Itiel Shwartz: so how did Kubernetes win in the end like why how um

Dr. David Morrison: we had another person on the team who had you know gone to KubeCon a couple of times um had played around with Kubernetes and small-scale experiments um and I think was just uh in general really clued into the industry direction um and his comment was like look this is where everybody’s going um and Kubernetes gives us a lot of capabilities that Mesos doesn’t and so we should we should make this switch um I was I think sort of funny uh I was sort of on the opposite side like I kind of wanted to stick with Mesos because it was what I what I knew and what I thought it was a really cool piece of tech. but uh you know in the end I’m glad that we made that decision.

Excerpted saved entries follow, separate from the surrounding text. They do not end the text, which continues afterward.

#![deny(clippy::all, clippy::pedantic)]

use std::error::Error as StdError;

use async_trait::async_trait;
use reqwest::{Client, Method, Response, Url};
use serde_json::Value;
use tracing::debug;

use crate::error::CliError;
use crate::transport::{ApiResponse, RemoteFailure, ResourcePath, ResponseBody, Transport};

/// [`Transport`] backed by reqwest, rooted at the configured base URL.
#[derive(Clone, Debug)]
pub struct ApiClient {
    client: Client,
    base: Url,
}

impl ApiClient {
    /// # Errors
    ///
    /// Fails when the base URL cannot carry a path or the HTTP client cannot be built.
    pub fn new(base: Url) -> Result<Self, CliError> {
        if base.cannot_be_a_base() {
            return Err(CliError::Url(url::ParseError::RelativeUrlWithCannotBeABaseBase));
        }
        let client = Client::builder().user_agent(Self::user_agent()).build()?;
        Ok(Self { client, base })
    }

    #[must_use]
    pub fn user_agent() -> &'static str {
        concat!("restcmd/", env!("CARGO_PKG_VERSION"))
    }

    /// Append `path` to the base URL, percent-encoding each segment.
    #[must_use]
    pub fn url(&self, path: &ResourcePath) -> Url {
        let mut url = self.base.clone();
        if let Ok(mut segments) = url.path_segments_mut() {
            segments.pop_if_empty().extend(path.segments());
        }
        url
    }

    async fn request(
        &self,
        method: Method,
        path: &ResourcePath,
        query: &[(&'static str, String)],
        body: Option<&Value>,
    ) -> Result<ApiResponse, RemoteFailure> {
        let mut url = self.url(path);
        if !query.is_empty() {
            let mut qp = url.query_pairs_mut();
            for (k, v) in query {
                qp.append_pair(k, v);
            }
        }

        debug!(%method, %url, "sending request");
        let mut req = self.client.request(method, url);
        if let Some(b) = body {
            req = req.json(b);
        }

        let resp = req.send().await.map_err(|err| transport_failure(&err))?;
        Self::handle(resp).await
    }

    async fn handle(resp: Response) -> Result<ApiResponse, RemoteFailure> {
        let status = resp.status();
        let bytes = resp.bytes().await.map_err(|err| transport_failure(&err))?;
        debug!(status = status.as_u16(), len = bytes.len(), "received response");
        let body = ResponseBody::from_bytes(&bytes);
        if !status.is_success() {
            return Err(RemoteFailure::from_response(status, &body));
        }
        Ok(ApiResponse { status, body })
    }
}

#[async_trait]
impl Transport for ApiClient {
    async fn get(
        &self,
        path: &ResourcePath,
        query: &[(&'static str, String)],
    ) -> Result<ApiResponse, RemoteFailure> {
        self.request(Method::GET, path, query, None).await
    }

    async fn post(&self, path: &ResourcePath, body: &Value) -> Result<ApiResponse, RemoteFailure> {
        self.request(Method::POST, path, &[], Some(body)).await
    }

    async fn patch(
        &self,
        path: &ResourcePath,
        body: &Value,
    ) -> Result<ApiResponse, RemoteFailure> {
        self.request(Method::PATCH, path, &[], Some(body)).await
    }

    async fn delete(&self, path: &ResourcePath) -> Result<ApiResponse, RemoteFailure> {
        self.request(Method::DELETE, path, &[], None).await
    }
}

/// Message for errors raised before any response arrived, including the source chain.
fn transport_failure(error: &reqwest::Error) -> RemoteFailure {
    let mut messages = vec![error.to_string()];
    let mut current = error.source();
    while let Some(inner) = current {
        let text = inner.to_string();
        if !messages.contains(&text) {
            messages.push(text);
        }
        current = inner.source();
    }
    RemoteFailure::new(messages.join(": "))
}

#[cfg(test)]
mod tests {
    use super::*;

    fn client(base: &str) -> ApiClient {
        ApiClient::new(Url::parse(base).expect("url")).expect("client")
    }

    #[test]
    fn url_appends_below_base_path() {
        let c = client("http://localhost:3000/api");
        let url = c.url(&ResourcePath::new("brands").child("42"));
        assert_eq!(url.as_str(), "http://localhost:3000/api/brands/42");

        let c = client("http://localhost:3000/api/");
        let url = c.url(&ResourcePath::new("cars"));
        assert_eq!(url.as_str(), "http://localhost:3000/api/cars");

        let c = client("http://localhost:3000");
        let url = c.url(&ResourcePath::new("cars"));
        assert_eq!(url.as_str(), "http://localhost:3000/cars");
    }

    #[test]
    fn url_encodes_id_segment() {
        let c = client("http://localhost:3000");
        let url = c.url(&ResourcePath::new("brands").child("a b/c"));
        assert_eq!(url.as_str(), "http://localhost:3000/brands/a%20b%2Fc");
    }

    #[test]
    fn rejects_base_without_path() {
        let err = ApiClient::new(Url::parse("mailto:someone@example.com").expect("url"))
            .expect_err("cannot be a base");
        assert!(matches!(err, CliError::Url(_)));
    }

    #[test]
    fn user_agent_names_the_tool() {
        assert!(ApiClient::user_agent().starts_with("restcmd/"));
    }
}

Itiel Shwartz: I think Mesos is like a really cool piece of tech. like I’m a huge Kubernetes adopter but I think Messos had a lot of things that he have done right like it’s it wasn’t like a playground project but no share with me like how much time did you like did it took you guys to migrate like I have one of Commodore customers is a huge like me setup and I think they it took them like three or four years to do the migration like end to end how much time did it took you guys and how painful Was it?

Dr. David Morrison: So, it was not that painful. one of the things that Yelp did really well, uh, is they built a API layer. it’s actually open source. It’s called PaaSTA. you can go look it up on GitHub if you want to. but, uh, it’s an API layer between the cluster and the cloud and all of Yelp’s developers. And so uh we were and like the abstractions that they implement there were like very well done. I was not involved in building that part. So like I really have to commend the authors for that. But uh what it meant was we were able to swap out uh from Mesos to Kubernetes without really impacting what Yelp developers did or how they did their jobs. And so, uh, I’m not going to say that it was painless. but I think we did the bulk of the migration in like a year and a half or something like that.

Itiel Shwartz: Quite impressive. Quite impressive, you know, to the scale and, you know, the company and so on. And what happened next for you for Yelp? Like, okay, you found out about Kubernetes, you ditched Mesos, even you liked it. What now?

Dr. David Morrison: Yep. so I spent about four and a half years at Yelp. I left uh in late 2020 and moved to Airbnb. and I was doing, you know, more of the same. Airbnb was all in on Kubernetes. and so I spent a bunch of time there, uh, doing autoscaling. I got I’m actually an approver on the Kubernetes Cluster Autoscaler project. and got some, you know, cool commits in there. but uh yeah, same same sort of work uh just a different place.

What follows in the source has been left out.